Three of the carcasses were placed immediately into the trunks of three older vehicles (Pigs 1, 2 and 3) which were obtained from the Justice Institute of British Columbia (JIBC) Fire and Safety Division. Car #1 was a dark blue 1993 Mercury Topaz; Car #2 was a red/maroon 1991 Pontiac Bonneville, and Car #3 was a grey 1992 Pontiac Sunbird. Each vehicle was then placed at its research site. Car #1 was placed on an overgrown dirt path, in moderate to heavy shade, surrounded by trees on three sides (N 49 13.321’, W 122 26.628’). Car #2 was placed along a ditch beside a logging road and was heavily shaded.

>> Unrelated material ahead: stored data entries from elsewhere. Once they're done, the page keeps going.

//! Play command - run an animation loop and report each step.

use clap::Args;
use geoloop::animation::AnimationScheduler;
use geoloop::events::{ChannelListener, OverlayEvent};
use geoloop::overlay::OverlayGroup;
use std::path::Path;
use std::sync::mpsc::{self, RecvTimeoutError};
use std::sync::Arc;
use std::time::Duration;
use tracing::{info, warn};

use super::common::{layer_entries, overlay_name, source_ref, LayerArgs};
use crate::error::CliError;
use crate::runner::CliRunner;

/// Slack added to the frame period before giving up on the loop.
const STEP_GRACE: Duration = Duration::from_secs(5);

/// Arguments for the play command.
#[derive(Debug, Args)]
pub struct PlayArgs {
    #[command(flatten)]
    pub layer: LayerArgs,

    /// Legend image URL or local file shown while the loop plays
    #[arg(long)]
    pub legend: Option<String>,

    /// Speed dial setting (1-100); defaults to [animation] default_speed
    #[arg(long, allow_hyphen_values = true)]
    pub speed: Option<i64>,

    /// Number of passes over the visible frames before stopping
    #[arg(long, default_value_t = 1)]
    pub cycles: usize,

    /// Zero-based index of a frame to skip; repeatable
    #[arg(long = "hide")]
    pub hidden: Vec<usize>,

    /// Skip fetching every overlay before the loop starts
    #[arg(long)]
    pub no_prewarm: bool,
}

/// Run the play command.
pub fn run(args: PlayArgs, config_path: Option<&Path>) -> Result<(), CliError> {
    let runner = CliRunner::new(config_path)?;
    runner.log_startup("play");
    let config = runner.config();

    let cache = runner.open_cache()?;
    let scheduler = AnimationScheduler::with_interval(Arc::clone(&cache), config.base_interval());
    let speed = scheduler.set_speed(
        args.speed
            .unwrap_or(i64::from(config.animation.default_speed)),
    );

    let group = OverlayGroup::new(&args.layer.group, cache).with_scheduler(scheduler);
    let frames = layer_entries(&group, &args.layer);
    for frame in &frames {
        group.add_frame(Arc::clone(frame))?;
    }
    if let Some(value) = &args.legend {
        let source = source_ref(value);
        let name = format!("{} legend", overlay_name(&source, 0));
        group.set_legend(Arc::new(group.entry(name, args.layer.bounds, source)))?;
    }

    let scheduler = group.scheduler().ok_or_else(|| {
        CliError::InvalidArgument("group has no animation loop".to_string())
    })?;

    for &index in &args.hidden {
        let frame = frames.get(index).ok_or_else(|| {
            CliError::InvalidArgument(format!(
                "--hide {} is out of range for {} frames",
                index,
                frames.len()
            ))
        })?;
        scheduler.set_hidden(frame.cache_key(), true);
    }

    let visible = frames
        .iter()
        .filter(|frame| !scheduler.is_hidden(frame.cache_key()))
        .count();
    if visible == 0 {
        return Err(CliError::InvalidArgument("every frame is hidden".to_string()));
    }

    if !args.no_prewarm {
        let summary = group.prewarm()?;
        println!(
            "Prewarmed {} overlays ({} failed)",
            summary.ready, summary.failed
        );
    }

    let (tx, rx) = mpsc::channel();
    scheduler.subscribe(Arc::new(ChannelListener::new(tx)));

    println!(
        "Playing '{}': {} frames, speed {}, {:.2}s per frame",
        group.name(),
        frames.len(),
        speed,
        scheduler.interval().as_secs_f64()
    );
    scheduler.play()?;

    let timeout = scheduler.interval()
        + Duration::from_secs(config.fetch.timeout)
        + STEP_GRACE;
    let target = visible * args.cycles;
    let mut steps = 0;
    let mut failures = 0;

    while steps + failures < target {
        match rx.recv_timeout(timeout) {
            Ok(OverlayEvent::Step {
                index,
                total,
                frame,
            }) => {
                steps += 1;
                println!("[{}/{}] {}", index + 1, total, frame);
            }
            Ok(OverlayEvent::Error { source, message }) => {
                failures += 1;
                eprintln!("  ! {}: {}", source, message);
            }
            Err(RecvTimeoutError::Timeout) => {
                warn!(?timeout, "No animation step within timeout");
                break;
            }
            Err(RecvTimeoutError::Disconnected) => break,
        }
    }

    scheduler.stop();
    info!(steps, failures, "Animation finished");
    println!();
    println!("Shown {} frames, {} failed", steps, failures);

    group.dispose();
    Ok(())
}
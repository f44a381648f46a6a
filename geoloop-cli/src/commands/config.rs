//! Configuration management CLI commands.
//!
//! Provides `config init`, `config show` and `config path`.

use clap::Subcommand;
use geoloop::config::{config_file_path, ConfigFile};
use std::path::Path;

use crate::error::CliError;

/// Config subcommands.
#[derive(Debug, Subcommand)]
pub enum ConfigCommands {
    /// Write a config file with default settings
    Init {
        /// Overwrite an existing file
        #[arg(long)]
        force: bool,
    },

    /// Print the effective configuration as INI
    Show,

    /// Show the configuration file path
    Path,
}

/// Run a config subcommand.
pub fn run(command: ConfigCommands, config_path: Option<&Path>) -> Result<(), CliError> {
    let path = config_path
        .map(Path::to_path_buf)
        .unwrap_or_else(config_file_path);

    match command {
        ConfigCommands::Init { force } => run_init(&path, force, config_path.is_none()),
        ConfigCommands::Show => run_show(&path),
        ConfigCommands::Path => {
            println!("{}", path.display());
            Ok(())
        }
    }
}

fn run_init(path: &Path, force: bool, default_location: bool) -> Result<(), CliError> {
    if path.exists() && !force {
        println!("Config file already exists: {}", path.display());
        println!("Use --force to overwrite it with defaults.");
        return Ok(());
    }

    let written = if default_location && !force {
        ConfigFile::ensure_exists()?
    } else {
        ConfigFile::default().save_to(path)?;
        path.to_path_buf()
    };

    println!("Created config file: {}", written.display());
    Ok(())
}

fn run_show(path: &Path) -> Result<(), CliError> {
    let config = ConfigFile::load_from(path)?;
    if !path.exists() {
        println!("# {} does not exist; showing defaults", path.display());
    }
    print!("{}", config.to_ini_string());
    Ok(())
}
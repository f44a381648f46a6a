//! KML ground-overlay serialization.
//!
//! Produces the `<GroundOverlay>` fragment used when a cached overlay is
//! written back out. Output only; nothing here parses KML.

use super::entry::{OverlayEntry, SourceRef};

/// How the `<Icon><href>` of a fragment is written.
#[derive(Debug, Clone, Copy, PartialEq, Eq, Default)]
pub enum HrefMode {
    /// The entry's current source: a URL or an absolute file path
    #[default]
    Absolute,
    /// The cache key, relative to the cache directory
    Relative,
}

/// Serialize one entry as a `<GroundOverlay>` element.
pub fn ground_overlay(entry: &OverlayEntry, mode: HrefMode) -> String {
    let href = match mode {
        HrefMode::Absolute => match entry.source() {
            SourceRef::Remote(url) => url,
            SourceRef::Local(path) => path.to_string_lossy().into_owned(),
        },
        HrefMode::Relative => encode_path(entry.cache_key().as_str()),
    };
    let sector = entry.sector();

    format!(
        r#"<GroundOverlay>
  <name>{}</name>
  <description>{}</description>
  <Icon>
    <href>{}</href>
  </Icon>
  <LatLonBox>
    <north>{}</north>
    <south>{}</south>
    <east>{}</east>
    <west>{}</west>
  </LatLonBox>
</GroundOverlay>"#,
        escape(entry.name()),
        escape(entry.description()),
        escape(&href),
        sector.north,
        sector.south,
        sector.east,
        sector.west,
    )
}

/// Wrap the fragments of several entries in a KML `<Document>`.
pub fn document<'a>(
    name: &str,
    entries: impl IntoIterator<Item = &'a OverlayEntry>,
    mode: HrefMode,
) -> String {
    let mut out = String::from("<?xml version=\"1.0\" encoding=\"UTF-8\"?>\n");
    out.push_str("<kml xmlns=\"http://www.opengis.net/kml/2.2\">\n");
    out.push_str("<Document>\n");
    out.push_str(&format!("<name>{}</name>\n", escape(name)));
    for entry in entries {
        out.push_str(&ground_overlay(entry, mode));
        out.push('\n');
    }
    out.push_str("</Document>\n</kml>\n");
    out
}

/// Percent-encode a relative path, leaving `/` and unreserved characters.
fn encode_path(path: &str) -> String {
    let mut out = String::with_capacity(path.len());
    for byte in path.bytes() {
        match byte {
            b'A'..=b'Z' | b'a'..=b'z' | b'0'..=b'9' | b'-' | b'.' | b'_' | b'~' | b'/' => {
                out.push(byte as char)
            }
            _ => out.push_str(&format!("%{:02X}", byte)),
        }
    }
    out
}

/// Escape XML text content.
pub fn escape(text: &str) -> String {
    let mut out = String::with_capacity(text.len());
    for c in text.chars() {
        match c {
            '&' => out.push_str("&amp;"),
            '<' => out.push_str("&lt;"),
            '>' => out.push_str("&gt;"),
            '"' => out.push_str("&quot;"),
            '\'' => out.push_str("&apos;"),
            _ => out.push(c),
        }
    }
    out
}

No GPS reading could be obtained due to canopy cover, but it was at least 1 km from Car #1. Car #3 was at the end of a logging road at the edge of a steep cliff (N 49 13.858’, W 122 25.515’). The road was more open so Car #3, although still in forest, was not shaded. It was situated approximately 1.8 km from Car #1. All cars were separated by at least 1 km.

The three remaining carcasses (Pigs 4, 5 and 6) were placed in the forest in dense shade similar to that of Car #2. Each carcass was placed inside a bear-proof cage (105 x 75 x 45 cm) constructed of rebar steel bars spaced approximately 10 cm apart to prevent large carnivore access but allow insect access. The sides of the cages were lined with a finer mesh to eliminate raccoons. The cage lids were hinged for ease of access. Cages were placed at least 100 to 200 m apart as recommended to reduce the chance of cross-contamination [24]. Recent studies have shown that this is adequate [25]. The cages themselves were located at least 1 km from the cars.

The day of placement was 24 July 2007 and was recorded as Day 0. The experiment ran for 29 days.

Data collection

Smartbutton^® dataloggers, set to record temperature every hour, were placed with each pig to record microclimatic conditions. In the vehicles, a datalogger was placed beside the pig in the trunk and a second datalogger was placed in the passenger compartment of the car, hanging from the indicator.

Each carcass was examined twice a week. At each examination time, the carcasses were assessed, photographed, decomposition stage was noted, and a comprehensive insect sample was taken. Weather conditions at time of collection were noted and internal maggot mass temperatures were taken, when present. Insects were collected using standard forensic entomological collection techniques, with half of the immature samples being preserved immediately and the other half returned to the lab for rearing to adulthood.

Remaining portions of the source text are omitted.